**Required action**
Exactly reproduce the lines beginning with the line that includes "pub use line::Line;" and ending with the last line of the data.

Entries provided START

//! ngc-util - Shared types for the NGC G-code parser
//!
//! This crate holds the leaf types every other crate in the workspace
//! builds on:
//!
//! - [`Number`] - the value domain of G-code arithmetic, an exact integer
//!   or a floating-point number. The distinction is visible to users
//!   (`G0` and `G0.0` are different word-table keys), so it is kept as a
//!   tagged sum instead of collapsing everything to `f64`.
//! - [`BinOp`] / [`UnaryOp`] - the operators of the expression language
//!   together with their evaluation rules (degrees for trig, always-float
//!   division, truthiness logic, and so on).
//! - [`WordInfo`], [`Word`] and [`Line`] - the static word metadata and
//!   the values produced by parsing.
//! - [`Error`] - the error taxonomy shared across the workspace.
//!
//! Nothing in here parses text or keeps state; that lives in `ngc-parse`.

pub mod error;
pub mod line;
pub mod number;
pub mod ops;
pub mod word;

pub use error::{Error, Result};
pub use line::Line;
pub use number::Number;
pub use ops::{BinOp, UnaryOp};
pub use word::{Word, WordInfo};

Entries provided END

**Solution**
pub use line::Line;
pub use number::Number;
pub use ops::{BinOp, UnaryOp};
pub use word::{Word, WordInfo};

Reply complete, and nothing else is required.